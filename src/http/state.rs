use crate::panel::PermissionSettings;
use crate::platform::SimulatedBrowser;
use crate::session::CoordinatorHandle;
use std::sync::Arc;

/// Shared application state for HTTP handlers
#[derive(Clone)]
pub struct AppState {
    /// Client for the session coordinator actor
    pub coordinator: CoordinatorHandle,
    /// Tabs that can be opened, navigated and closed over HTTP
    pub browser: SimulatedBrowser,
    pub settings: Arc<PermissionSettings>,
}

impl AppState {
    pub fn new(
        coordinator: CoordinatorHandle,
        browser: SimulatedBrowser,
        settings: PermissionSettings,
    ) -> Self {
        Self {
            coordinator,
            browser,
            settings: Arc::new(settings),
        }
    }
}
use anyhow::{Context, Result};
use async_trait::async_trait;
use chrono::{DateTime, SecondsFormat, Utc};
use std::path::{Path, PathBuf};
use tracing::info;

/// Container used when the encoder reports no MIME type
pub const DEFAULT_MIME_TYPE: &str = "audio/webm";
const DEFAULT_EXTENSION: &str = "webm";

/// A finished recording: every encoder chunk concatenated in order
#[derive(Debug, Clone, PartialEq, Eq)]
pub struct Artifact {
    pub mime_type: String,
    pub bytes: Vec<u8>,
}

impl Artifact {
    pub fn assemble(chunks: Vec<Vec<u8>>, mime_type: &str) -> Self {
        let mime_type = if mime_type.trim().is_empty() {
            DEFAULT_MIME_TYPE.to_string()
        } else {
            mime_type.to_string()
        };

        Self {
            mime_type,
            bytes: chunks.concat(),
        }
    }

    pub fn len(&self) -> usize {
        self.bytes.len()
    }

    pub fn is_empty(&self) -> bool {
        self.bytes.is_empty()
    }

    pub fn extension(&self) -> &str {
        extension_for(&self.mime_type)
    }

    /// `recording-<timestamp>.<ext>` with `:` and `.` in the timestamp replaced by `-`
    pub fn file_name(&self, at: DateTime<Utc>) -> String {
        let stamp = at
            .to_rfc3339_opts(SecondsFormat::Millis, true)
            .replace([':', '.'], "-");
        format!("recording-{}.{}", stamp, self.extension())
    }
}

/// File extension for a MIME type: the subtype with parameters stripped
///
/// `audio/webm;codecs=opus` → `webm`, `audio/wav` → `wav`.
pub fn extension_for(mime_type: &str) -> &str {
    mime_type
        .split(';')
        .next()
        .and_then(|essence| essence.split_once('/'))
        .map(|(_, subtype)| subtype.trim())
        .filter(|subtype| !subtype.is_empty())
        .unwrap_or(DEFAULT_EXTENSION)
}

/// Download capability provider
#[async_trait]
pub trait DownloadSink: Send + Sync {
    /// Save the artifact under `file_name`, returning where it landed
    async fn save(&self, file_name: &str, artifact: &Artifact) -> Result<PathBuf>;
}

/// Saves recordings into a local directory
#[derive(Debug, Clone)]
pub struct DirectorySink {
    dir: PathBuf,
}

impl DirectorySink {
    pub fn new(dir: impl Into<PathBuf>) -> Self {
        Self { dir: dir.into() }
    }

    pub fn dir(&self) -> &Path {
        &self.dir
    }
}

#[async_trait]
impl DownloadSink for DirectorySink {
    async fn save(&self, file_name: &str, artifact: &Artifact) -> Result<PathBuf> {
        tokio::fs::create_dir_all(&self.dir)
            .await
            .with_context(|| format!("Failed to create output directory {}", self.dir.display()))?;

        let path = self.dir.join(file_name);
        tokio::fs::write(&path, &artifact.bytes)
            .await
            .with_context(|| format!("Failed to write recording {}", path.display()))?;

        info!(
            "Saved recording: {} ({} bytes, {})",
            path.display(),
            artifact.len(),
            artifact.mime_type
        );

        Ok(path)
    }
}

==================================================

What the task requires:
Considering only the records above, state the number of lines that include the word "chunks", with nothing added.

Answer below:
2